On December 5, 2002, the parent made a written request to see all of her child's student records, including attendance and behavioral records. On December 18, 2002, because she had not received a response, she repeated this request, and she was informed that she needed to contact the school principal, which she did on December 19, 2002. On December 20, 2002, the parent was given access to the records, which she reviewed. However, the district acknowledges that some materials were inadvertently not made available. The district states that classroom teachers maintain a log containing individual student detention data, which is destroyed at the end of each school year, and the parent was not given access to this data before destruction. The district does not assert that these logs were personal notes of the teacher. The district also acknowledges that it is likely that the parent was not given access to the student's attendance record because the record is maintained in a computer file and paper copies are not regularly printed.

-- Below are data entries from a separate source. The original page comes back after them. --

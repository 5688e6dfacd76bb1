// Shared-memory ping-pong over a one-byte TCP token.
//
//   roundtrip server   creates the shm object, listens on 127.0.0.1:5555,
//                      writes slot b, sends b, waits for the reply
//   roundtrip client   connects, opens the shm object, checks slot b,
//                      replies b+1
//
// Both sides print round trips per second. --cycles N stops after N round
// trips instead of running until the peer goes away.
use std::process::ExitCode;

use anyhow::Context;
use tracing::{error, info};

use roundtrip::trace::init_tracing;
use roundtrip::{Config, Driver, Role};

const EXIT_FAILURE: u8 = 1;
const EXIT_USAGE: u8 = 2;
const EXIT_INTEGRITY: u8 = 3;

fn parse_args(args: &[String]) -> Option<(Role, Option<u64>)> {
    let role = args.get(1)?.parse::<Role>().ok()?;
    match &args[2..] {
        [] => Some((role, None)),
        [flag, n] if flag == "--cycles" => Some((role, Some(n.parse().ok()?))),
        _ => None,
    }
}

fn run(role: Role, cycles: Option<u64>) -> anyhow::Result<()> {
    let config = Config::from_env()?;
    info!(%role, shm = %config.shm_name, addr = %config.addr, "starting");

    let mut driver = match role {
        Role::Server => Driver::server(&config),
        Role::Client => Driver::client(&config),
    }
    .with_context(|| format!("{} setup failed", role))?;

    match cycles {
        Some(n) => driver.run_cycles(n)?,
        None => match driver.run()? {},
    }
    info!(%role, roundtrips = driver.roundtrips(), "done");
    Ok(())
}

fn main() -> ExitCode {
    let args: Vec<String> = std::env::args().collect();
    let Some((role, cycles)) = parse_args(&args) else {
        let prog = args.first().map(String::as_str).unwrap_or("roundtrip");
        eprintln!("usage: {} server|client [--cycles N]", prog);
        return ExitCode::from(EXIT_USAGE);
    };

    init_tracing();

    match run(role, cycles) {
        Ok(()) => ExitCode::SUCCESS,
        Err(err) => {
            let integrity = err
                .downcast_ref::<roundtrip::Error>()
                .map_or(false, roundtrip::Error::is_integrity);
            error!(%role, error = %format!("{:#}", err), "benchmark aborted");
            if integrity {
                ExitCode::from(EXIT_INTEGRITY)
            } else {
                ExitCode::from(EXIT_FAILURE)
            }
        }
    }
}
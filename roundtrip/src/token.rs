// One byte on the wire names both the slot and its fill value.

use std::fmt;
use std::ops::Range;

use crate::error::{Error, Result};
use crate::{CHUNK, SLOT_COUNT};

#[derive(Debug, Clone, Copy, PartialEq, Eq, Hash, Default)]
pub struct Token(pub u8);

impl Token {
    pub const ZERO: Token = Token(0);

    /// Client's reply: (b + 1) mod 256.
    #[inline]
    pub fn next(self) -> Token {
        Token(self.0.wrapping_add(1))
    }

    #[inline]
    pub fn slot(self) -> usize {
        self.0 as usize
    }

    #[inline]
    pub fn fill(self) -> u8 {
        self.0
    }
}

impl From<u8> for Token {
    fn from(b: u8) -> Self {
        Token(b)
    }
}

impl fmt::Display for Token {
    fn fmt(&self, f: &mut fmt::Formatter<'_>) -> fmt::Result {
        write!(f, "0x{:02X}", self.0)
    }
}

/// Byte range of slot `index` inside the shared region.
pub fn slot_range(index: usize) -> Result<Range<usize>> {
    if index >= SLOT_COUNT {
        return Err(Error::SlotOutOfRange(index));
    }
    let start = index * CHUNK;
    Ok(start..start + CHUNK)
}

Furthermore, on June 2, 2003, the parent sent an email to the principal stating that the records she had previously requested appeared to be incomplete, and requested that her child's pupil records again be made available at the IEP team meeting on June 4, 2003. On June 9, 2003, the parent sent an email to the school psychologist requesting to see any pupil records that she may have in a separate file. On July 7, 2003, the parent repeated her request to the principal because the records were not available at the June 4th meeting. On July 21, 2003, the principal permitted the parent to review the records for a second time, although it is unclear from the district's response whether the principal contacted the psychologist to determine if she maintained any pupil records in a separate location. Thus, the records were not provided, as required, prior to the IEP team meeting, and in any event, not within the 45-day time period.
The district proposes as corrective action to revise its board policy on student record access to add the definition of an education record. The department directs the district to provide the department with a copy of this revised policy within 30 days of receipt of this decision. The district is also directed to submit to the department within 30 days a corrective action plan to ensure that the district timely provides parents with access to education records. This corrective action must ensure that the parent is given access to her child's pupil records currently maintained by the district. This access must be provided without unnecessary delay and in no case more than 45 days after receipt of this decision.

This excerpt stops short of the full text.